Les chiffres ne racontent pas toute l’histoire

Les enquêtes révèlent une inquiétude généralisée : 75 % des personnes interrogées déclarent avoir des difficultés d’attention. Les recherches de la psychologue Gloria Mark confirment un déclin de la concentration soutenue lors des activités numériques, alimentant l’affirmation populaire (bien que probablement exagérée) selon laquelle l’attention humaine est désormais à la traîne par rapport à celle d’un poisson rouge. Pendant ce temps, les diagnostics de TDAH chez les enfants sont en augmentation, avec environ 11 % des enfants américains recevant désormais cette étiquette.

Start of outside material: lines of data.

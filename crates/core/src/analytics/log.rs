//! Best-effort search event log and impression counters.
//!
//! The backing store is optional at runtime. It is opened lazily on the first
//! call that needs it and every public operation tries to connect at most once;
//! a failure is logged, the call degrades to a no-op, and the next call may try
//! again. Nothing in here returns an error to the request path except
//! [`SearchLogStore::top_groups`], which the aggregator handles.

use std::fmt;
use std::future::Future;
use std::sync::Arc;
use std::time::Duration;

use chrono::Utc;
use serde_json::{Map, Value, json};
use tokio::sync::Mutex;

use super::event::{LoggedSearch, SearchKind};
use crate::Error;
use crate::config::AppConfig;
use crate::store::{Connector, GroupOrder, ImpressionCounter, LogBackend, LogDbConnector, QueryGroup, SchemaVersion};

enum ConnectionState {
    Disconnected,
    Connected(Arc<dyn LogBackend>),
}

struct Inner {
    connector: Box<dyn Connector>,
    state: Mutex<ConnectionState>,
    connect_timeout: Duration,
    op_timeout: Duration,
}

/// Append-only search log with per-film impression counters.
///
/// Cheap to clone; clones share one connection.
#[derive(Clone)]
pub struct SearchLogStore {
    inner: Arc<Inner>,
}

impl fmt::Debug for SearchLogStore {
    fn fmt(&self, f: &mut fmt::Formatter<'_>) -> fmt::Result {
        f.debug_struct("SearchLogStore")
            .field("connect_timeout", &self.inner.connect_timeout)
            .field("op_timeout", &self.inner.op_timeout)
            .finish_non_exhaustive()
    }
}

/// Reuses one already-open backend.
struct ReadyConnector(Arc<dyn LogBackend>);

#[async_trait::async_trait]
impl Connector for ReadyConnector {
    async fn connect(&self) -> Result<Arc<dyn LogBackend>, Error> {
        Ok(Arc::clone(&self.0))
    }
}

impl SearchLogStore {
    /// Create a disconnected store that opens its backend on first use.
    pub fn new(connector: impl Connector + 'static, connect_timeout: Duration, op_timeout: Duration) -> Self {
        Self {
            inner: Arc::new(Inner {
                connector: Box::new(connector),
                state: Mutex::new(ConnectionState::Disconnected),
                connect_timeout,
                op_timeout,
            }),
        }
    }

    /// Create a store backed by the SQLite log named in the configuration.
    pub fn from_config(config: &AppConfig) -> Self {
        Self::new(LogDbConnector::new(&config.log_db_path), config.connect_timeout(), config.store_timeout())
    }

    /// Create a store around an already-open backend.
    pub fn with_backend(backend: Arc<dyn LogBackend>, op_timeout: Duration) -> Self {
        Self {
            inner: Arc::new(Inner {
                connector: Box::new(ReadyConnector(Arc::clone(&backend))),
                state: Mutex::new(ConnectionState::Connected(backend)),
                connect_timeout: op_timeout,
                op_timeout,
            }),
        }
    }

    /// Return the backend, attempting one connect if there is none yet.
    ///
    /// Waiting for the state lock and the connect itself share one
    /// `connect_timeout` budget, so every caller gives up within that bound
    /// even while another caller's attempt is in flight.
    pub async fn ensure_connected(&self) -> Option<Arc<dyn LogBackend>> {
        let attempt = async {
            let mut state = self.inner.state.lock().await;
            if let ConnectionState::Connected(backend) = &*state {
                return Ok(Arc::clone(backend));
            }

            let backend = self.inner.connector.connect().await?;
            *state = ConnectionState::Connected(Arc::clone(&backend));
            Ok::<_, Error>(backend)
        };

        match tokio::time::timeout(self.inner.connect_timeout, attempt).await {
            Ok(Ok(backend)) => Some(backend),
            Ok(Err(e)) => {
                tracing::warn!(error = %e, "search log unavailable");
                None
            }
            Err(_) => {
                tracing::warn!(timeout = ?self.inner.connect_timeout, "search log connect timed out");
                None
            }
        }
    }

    /// Whether a backend is currently held. Does not try to connect.
    pub async fn is_connected(&self) -> bool {
        matches!(*self.inner.state.lock().await, ConnectionState::Connected(_))
    }

    /// Check that the backing store can be reached.
    pub async fn ping(&self) -> bool {
        self.ensure_connected().await.is_some()
    }

    async fn bounded<T>(&self, op: &str, fut: impl Future<Output = Result<T, Error>>) -> Result<T, Error> {
        tokio::time::timeout(self.inner.op_timeout, fut)
            .await
            .map_err(|_| Error::StoreTimeout(op.to_string()))?
    }

    /// Record one search with the current time.
    ///
    /// Returns whether the event was stored; failures are logged and swallowed.
    pub async fn append(&self, kind: SearchKind, params: Map<String, Value>) -> bool {
        let document = json!({
            "timestamp": Utc::now().to_rfc3339(),
            "search_kind": kind.as_str(),
            "params": Value::Object(params),
        });
        self.store_document(&document, "append").await
    }

    /// Store a document verbatim, e.g. when importing records from an older log.
    pub async fn append_document(&self, document: Value) -> bool {
        self.store_document(&document, "append_document").await
    }

    async fn store_document(&self, document: &Value, op: &str) -> bool {
        let Some(backend) = self.ensure_connected().await else {
            return false;
        };

        // ids are assigned by the store; only the grouping columns matter here
        let index = LoggedSearch::decode(0, document).index();
        match self.bounded(op, backend.insert_event(document, &index, Utc::now())).await {
            Ok(id) => {
                tracing::debug!(id, "search event logged");
                true
            }
            Err(e) => {
                tracing::warn!(error = %e, op, "failed to log search event");
                false
            }
        }
    }

    /// Bump the impression counter of every film shown in a result page.
    ///
    /// Each id is upserted on its own; returns how many succeeded.
    pub async fn record_impressions(&self, film_ids: &[i64]) -> usize {
        if film_ids.is_empty() {
            return 0;
        }
        let Some(backend) = self.ensure_connected().await else {
            return 0;
        };

        let now = Utc::now();
        let mut recorded = 0;
        for &film_id in film_ids {
            match self.bounded("record_impressions", backend.bump_impression(film_id, now)).await {
                Ok(()) => recorded += 1,
                Err(e) => tracing::warn!(film_id, error = %e, "failed to record impression"),
            }
        }
        recorded
    }

    /// Read one film's impression counter; `None` if absent or unreachable.
    pub async fn impressions(&self, film_id: i64) -> Option<ImpressionCounter> {
        let backend = self.ensure_connected().await?;
        match self.bounded("impressions", backend.get_impression(film_id)).await {
            Ok(counter) => counter,
            Err(e) => {
                tracing::warn!(film_id, error = %e, "failed to read impressions");
                None
            }
        }
    }

    /// Top `limit` query groups among events of one schema version.
    ///
    /// # Errors
    ///
    /// Returns `StoreUnavailable` when no backend can be reached and
    /// `StoreTimeout` or `Database` when the query fails.
    pub async fn top_groups(
        &self, schema: SchemaVersion, order: GroupOrder, limit: usize,
    ) -> Result<Vec<QueryGroup>, Error> {
        let backend = self
            .ensure_connected()
            .await
            .ok_or_else(|| Error::StoreUnavailable("search log is not connected".into()))?;

        self.bounded("top_groups", backend.top_groups(schema, order, limit)).await
    }
}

Ces statistiques sont alarmantes, mais elles ne prouvent pas nécessairement un échec cognitif généralisé. Au lieu de cela, ils reflètent un changement dans la façon dont nous définissons et mesurons l’attention. L’« économie de l’attention » de 7 000 milliards de dollars considère la concentration comme une mesure de productivité, quelque chose qui doit être optimisé pour le profit. Cette vision étroite domine même les tentatives de résistance à la distraction : nous devenons anxieux et autonomes, traquant désespérément notre propre concentration au lieu de nous attaquer aux problèmes sous-jacents.

Au-delà de la distraction : la racine du problème

La véritable crise ne vient pas simplement du fait que les téléphones, les notifications et les contenus sans fin nous entraînent dans des millions de directions. C’est que nous avons intériorisé cette vision transactionnelle de l’attention. L’obsession d’« améliorer la concentration » ou d’« éviter la distraction » renforce l’idée que l’attention est une ressource à gérer, plutôt qu’un aspect fondamental de l’être humain.

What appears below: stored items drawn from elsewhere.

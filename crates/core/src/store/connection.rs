//! Database connection management with pragma configuration.
//!
//! This module handles opening the SQLite search log, applying pragmas
//! for concurrent access (WAL mode), and running migrations.

use super::migrations;
use crate::Error;
use std::path::Path;
use tokio_rusqlite::Connection;

const PRAGMAS: &str = "PRAGMA journal_mode=WAL;
     PRAGMA synchronous=NORMAL;
     PRAGMA temp_store=MEMORY;
     PRAGMA busy_timeout=1000;";

/// Search log database handle.
///
/// Wraps a tokio-rusqlite Connection that runs database operations
/// on a background thread.
#[derive(Clone, Debug)]
pub struct LogDb {
    pub(crate) conn: Connection,
}

impl LogDb {
    /// Open a database at the specified path.
    ///
    /// Creates the file if it doesn't exist, applies pragmas,
    /// and runs any pending migrations. The parent directory must exist.
    pub async fn open(path: impl AsRef<Path>) -> Result<Self, Error> {
        let conn = Connection::open(path).await.map_err(|e| Error::Database(e.into()))?;
        Self::prepare(conn).await
    }

    /// Open an in-memory database for testing.
    pub async fn open_in_memory() -> Result<Self, Error> {
        let conn = Connection::open_in_memory()
            .await
            .map_err(|e| Error::Database(e.into()))?;
        Self::prepare(conn).await
    }

    async fn prepare(conn: Connection) -> Result<Self, Error> {
        conn.call(|conn| {
            conn.execute_batch(PRAGMAS)?;
            Ok(())
        })
        .await
        .map_err(Error::Database)?;

        migrations::run(&conn).await?;

        Ok(Self { conn })
    }
}

#[cfg(test)]
mod tests {
    use super::*;

    #[tokio::test]
    async fn test_open_in_memory() {
        let db = LogDb::open_in_memory().await.unwrap();
        let version = db
            .conn
            .call(|conn| conn.query_row("SELECT sqlite_version()", [], |row| row.get::<_, String>(0)))
            .await
            .unwrap();
        assert!(!version.is_empty());
    }

    #[tokio::test]
    async fn test_open_file_creates_database() {
        let dir = tempfile::tempdir().unwrap();
        let path = dir.path().join("log.sqlite");

        LogDb::open(&path).await.unwrap();
        assert!(path.exists());
    }

    #[tokio::test]
    async fn test_open_missing_directory_fails() {
        let dir = tempfile::tempdir().unwrap();
        let path = dir.path().join("missing").join("log.sqlite");

        assert!(LogDb::open(&path).await.is_err());
    }
}
//! TMDB multi-search request parameters.

use serde::Serialize;

use super::TmdbError;

/// Longest title sent to the API; longer strings are not film titles.
const MAX_QUERY_CHARS: usize = 500;

/// Query parameters for `GET /search/multi`.
///
/// The API key is attached by the client, not stored here.
#[derive(Debug, Clone, Serialize, Default)]
pub struct MultiSearchRequest {
    /// Title to look up (required).
    pub query: String,

    /// Response language (e.g., "en-US").
    #[serde(skip_serializing_if = "Option::is_none")]
    pub language: Option<String>,

    /// Include adult titles.
    #[serde(skip_serializing_if = "Option::is_none")]
    pub include_adult: Option<bool>,

    /// Result page (1-based, default 1).
    #[serde(skip_serializing_if = "Option::is_none")]
    pub page: Option<u32>,
}

impl MultiSearchRequest {
    pub fn new(query: impl Into<String>, language: impl Into<String>) -> Self {
        Self { query: query.into(), language: Some(language.into()), ..Default::default() }
    }

    /// Validate the request parameters.
    pub fn validate(&self) -> Result<(), TmdbError> {
        if self.query.trim().is_empty() {
            return Err(TmdbError::InvalidQuery("query cannot be empty".to_string()));
        }

        let chars = self.query.chars().count();
        if chars > MAX_QUERY_CHARS {
            return Err(TmdbError::InvalidQuery(format!("query too long: {chars} chars (max {MAX_QUERY_CHARS})")));
        }

        if self.page == Some(0) {
            return Err(TmdbError::InvalidQuery("page starts at 1".to_string()));
        }

        Ok(())
    }
}
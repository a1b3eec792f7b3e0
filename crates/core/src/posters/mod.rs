//! Persistent title → poster URL cache.
//!
//! The cache keeps an in-memory mirror and a JSON file on disk. Reads go to
//! the mirror only and never block on writers. Writes are serialized by one
//! lock held across update-then-persist; the mirror is swapped as a whole, so
//! a reader sees either the previous or the new map.
//!
//! Persistence is best effort. A snapshot that cannot be written after
//! [`persist::MAX_WRITE_ATTEMPTS`] tries is logged and dropped; the in-memory
//! value stays and the next successful write includes it again.

pub mod persist;

use std::collections::{BTreeMap, HashMap};
use std::path::{Path, PathBuf};
use std::sync::Arc;

use arc_swap::ArcSwap;
use tokio::sync::Mutex;

/// Title → URL cache backed by a JSON file.
#[derive(Debug)]
pub struct PosterCache {
    path: PathBuf,
    entries: ArcSwap<HashMap<String, String>>,
    write_lock: Mutex<()>,
}

impl PosterCache {
    /// Load the cache file at `path`.
    ///
    /// A missing, unreadable or malformed file yields an empty cache.
    pub fn load(path: impl Into<PathBuf>) -> Self {
        let path = path.into();
        let entries = read_snapshot(&path);
        tracing::debug!(path = %path.display(), entries = entries.len(), "poster cache loaded");

        Self { path, entries: ArcSwap::from_pointee(entries), write_lock: Mutex::new(()) }
    }

    /// Look up a title in the in-memory mirror.
    pub fn get(&self, title: &str) -> Option<String> {
        if title.is_empty() {
            return None;
        }
        self.entries.load().get(title).cloned()
    }

    /// Store `url` under `title` and persist the whole cache.
    ///
    /// Empty titles are ignored. Never fails: persistence errors are logged.
    pub async fn set(&self, title: &str, url: &str) {
        if title.is_empty() {
            return;
        }

        let _guard = self.write_lock.lock().await;

        let mut next = HashMap::clone(&self.entries.load());
        next.insert(title.to_string(), url.to_string());
        let next = Arc::new(next);
        self.entries.store(Arc::clone(&next));

        let bytes = match serde_json::to_vec_pretty(&sorted(&next)) {
            Ok(bytes) => bytes,
            Err(e) => {
                tracing::warn!(error = %e, "failed to encode poster cache");
                return;
            }
        };

        if let Err(e) = persist::write_atomic(&self.path, &bytes).await {
            tracing::warn!(
                error = %e,
                path = %self.path.display(),
                attempts = persist::MAX_WRITE_ATTEMPTS,
                "poster cache write failed; keeping in-memory entry"
            );
        }
    }

    pub fn len(&self) -> usize {
        self.entries.load().len()
    }

    pub fn is_empty(&self) -> bool {
        self.entries.load().is_empty()
    }

    pub fn path(&self) -> &Path {
        &self.path
    }
}

fn sorted(entries: &HashMap<String, String>) -> BTreeMap<&str, &str> {
    entries.iter().map(|(k, v)| (k.as_str(), v.as_str())).collect()
}

fn read_snapshot(path: &Path) -> HashMap<String, String> {
    let bytes = match std::fs::read(path) {
        Ok(bytes) => bytes,
        Err(e) if e.kind() == std::io::ErrorKind::NotFound => return HashMap::new(),
        Err(e) => {
            tracing::warn!(error = %e, path = %path.display(), "poster cache unreadable, starting empty");
            return HashMap::new();
        }
    };

    match serde_json::from_slice(&bytes) {
        Ok(entries) => entries,
        Err(e) => {
            tracing::warn!(error = %e, path = %path.display(), "poster cache malformed, starting empty");
            HashMap::new()
        }
    }
}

C’est particulièrement dangereux car cela ignore le contexte plus large. La diminution de la capacité d’attention peut être liée au stress systémique, à l’insécurité économique et à l’écrasante complexité de la vie moderne. Se concentrer uniquement sur les « correctifs » numériques ignore ces facteurs plus profonds.

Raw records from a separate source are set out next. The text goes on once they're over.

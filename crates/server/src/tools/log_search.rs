//! log_search and log_impressions tool implementations.
//!
//! Called by the search routes after a result page has been produced. Both
//! are best effort: an unreachable log yields `logged: false` / `recorded: 0`,
//! never an error.

use rmcp::{ErrorData as McpError, model::*};
use schemars::JsonSchema;
use serde::{Deserialize, Serialize};
use serde_json::{Map, Value};

use cinedex_core::SearchKind;

use super::json_result;
use crate::services::Services;

/// Input parameters for log_search tool.
#[derive(Debug, Clone, Serialize, Deserialize, JsonSchema)]
pub struct LogSearchParams {
    /// Kind of search: keyword, genre, year or manual.
    pub search_kind: SearchKind,

    /// Search parameters. keyword: `query`; genre: `category_id`, `genre_name`;
    /// year: `year`; manual: `query`, `year_from`, `year_to`, `genres`.
    #[serde(default)]
    pub params: Map<String, Value>,

    /// Film ids shown in the result page, counted as impressions.
    #[serde(default)]
    pub result_ids: Vec<i64>,
}

/// Output structure for log_search tool.
#[derive(Debug, Clone, PartialEq, Serialize, Deserialize)]
pub struct LogSearchOutput {
    /// Whether the search event was stored.
    pub logged: bool,
    /// Number of impression counters updated.
    pub impressions_recorded: usize,
}

/// Input parameters for log_impressions tool.
#[derive(Debug, Clone, Serialize, Deserialize, JsonSchema)]
pub struct LogImpressionsParams {
    /// Film ids shown in a result page.
    pub result_ids: Vec<i64>,
}

/// Output structure for log_impressions tool.
#[derive(Debug, Clone, PartialEq, Serialize, Deserialize)]
pub struct LogImpressionsOutput {
    /// Number of impression counters updated.
    pub recorded: usize,
}

pub async fn log_search(services: &Services, params: LogSearchParams) -> LogSearchOutput {
    let logged = services.log.append(params.search_kind, params.params).await;
    let impressions_recorded = services.log.record_impressions(&params.result_ids).await;
    LogSearchOutput { logged, impressions_recorded }
}

pub async fn log_impressions(services: &Services, params: LogImpressionsParams) -> LogImpressionsOutput {
    LogImpressionsOutput { recorded: services.log.record_impressions(&params.result_ids).await }
}

/// Implementation of the log_search tool.
pub async fn log_search_impl(services: &Services, params: LogSearchParams) -> Result<CallToolResult, McpError> {
    json_result(&log_search(services, params).await)
}

/// Implementation of the log_impressions tool.
pub async fn log_impressions_impl(
    services: &Services, params: LogImpressionsParams,
) -> Result<CallToolResult, McpError> {
    json_result(&log_impressions(services, params).await)
}

#[cfg(test)]
mod tests {
    use super::*;
    use crate::tools::test_support::{memory_services, unreachable_services};
    use serde_json::json;

    fn keyword_params(query: &str, result_ids: Vec<i64>) -> LogSearchParams {
        LogSearchParams {
            search_kind: SearchKind::Keyword,
            params: json!({"query": query}).as_object().cloned().unwrap(),
            result_ids,
        }
    }

    #[tokio::test]
    async fn test_log_search_records_event_and_impressions() {
        let dir = tempfile::tempdir().unwrap();
        let services = memory_services(&dir).await;

        let output = log_search(&services, keyword_params("alien", vec![1, 2])).await;
        assert_eq!(output, LogSearchOutput { logged: true, impressions_recorded: 2 });

        let popular = services.aggregator.top_popular(5).await;
        assert_eq!(popular[0].query, "alien");
        assert_eq!(services.log.impressions(2).await.unwrap().search_impressions, 1);
    }

    #[tokio::test]
    async fn test_log_search_without_store() {
        let dir = tempfile::tempdir().unwrap();
        let services = unreachable_services(&dir);

        let output = log_search(&services, keyword_params("alien", vec![1])).await;
        assert_eq!(output, LogSearchOutput { logged: false, impressions_recorded: 0 });
        assert!(log_search_impl(&services, keyword_params("alien", vec![])).await.is_ok());
    }

    #[tokio::test]
    async fn test_log_impressions() {
        let dir = tempfile::tempdir().unwrap();
        let services = memory_services(&dir).await;

        let output = log_impressions(&services, LogImpressionsParams { result_ids: vec![5, 5, 6] }).await;
        assert_eq!(output.recorded, 3);
        assert_eq!(services.log.impressions(5).await.unwrap().search_impressions, 2);
    }

    #[test]
    fn test_params_deserialize() {
        let params: LogSearchParams =
            serde_json::from_value(json!({"search_kind": "genre", "params": {"category_id": 3}})).unwrap();
        assert_eq!(params.search_kind, SearchKind::Genre);
        assert!(params.result_ids.is_empty());

        let bad = serde_json::from_value::<LogSearchParams>(json!({"search_kind": "actor"}));
        assert!(bad.is_err());
    }
}
//! MCP tool implementations.
//!
//! This module contains all tools exposed by the cinedex server.

pub mod log_search;
pub mod posters;
pub mod queries;

pub use log_search::{LogImpressionsParams, LogSearchParams};
pub use posters::{ResolvePosterParams, ResolvePostersParams};
pub use queries::QueryListParams;

use rmcp::{ErrorData as McpError, model::*};
use serde::Serialize;

use crate::error::ToolError;

/// Encode tool output as a pretty-printed JSON text result.
pub(crate) fn json_result<T: Serialize>(output: &T) -> Result<CallToolResult, McpError> {
    let json = serde_json::to_string_pretty(output).map_err(|e| ToolError::Output(e.to_string()))?;
    Ok(CallToolResult::success(vec![Content::text(json)]))
}


#[cfg(test)]
mod tests {
    use super::*;
    use serde_json::json;

    #[test]
    fn test_json_result_is_success() {
        let result = json_result(&json!({"count": 0})).unwrap();
        assert!(!result.is_error.unwrap_or(false));
        assert_eq!(result.content.len(), 1);
    }
}
//! TMDB client error types.

use std::sync::Arc;

/// Errors from the TMDB API client.
#[derive(Debug, thiserror::Error)]
pub enum TmdbError {
    /// No TMDB API key configured.
    #[error("missing API key: CINEDEX_TMDB_API_KEY not set")]
    MissingApiKey,

    /// Invalid search query.
    #[error("invalid query: {0}")]
    InvalidQuery(String),

    /// Authentication failed (invalid API key).
    #[error("authentication failed: invalid API key")]
    AuthError,

    /// Rate limited by TMDB.
    #[error("rate limited: too many requests")]
    RateLimited,

    /// HTTP error response.
    #[error("HTTP error: {status}")]
    HttpError { status: u16 },

    /// Request timeout.
    #[error("request timeout")]
    Timeout,

    /// Network error.
    #[error("network error: {0}")]
    Network(Arc<reqwest::Error>),

    /// Response parse error.
    #[error("parse error: {0}")]
    Parse(String),
}

impl From<reqwest::Error> for TmdbError {
    fn from(err: reqwest::Error) -> Self {
        if err.is_timeout() { TmdbError::Timeout } else { TmdbError::Network(Arc::new(err)) }
    }
}

#[cfg(test)]
mod tests {
    use super::*;

    #[test]
    fn test_error_display() {
        let err = TmdbError::MissingApiKey;
        assert!(err.to_string().contains("API key"));

        let err = TmdbError::HttpError { status: 503 };
        assert_eq!(err.to_string(), "HTTP error: 503");
    }
}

Un appel à la réévaluation

L’anxiété suscitée par « l’économie de l’attention » est elle-même un symptôme du problème. En nous concentrant sur l’attention que nous avons au lieu de comment nous l’utilisons, nous passons à côté d’une vue d’ensemble. ** L’attention n’est pas quelque chose qui doit être piraté ou optimisé ; c’est une capacité qui s’épanouit dans des environnements de sens, de but et de connexion authentique.**

La solution n’est pas une meilleure autodiscipline, mais une réévaluation fondamentale de la façon dont nous valorisons et ressentons l’attention elle-même. Nous devons dépasser les mesures étroites de la productivité et reconquérir l’attention en tant que source d’épanouissement humain.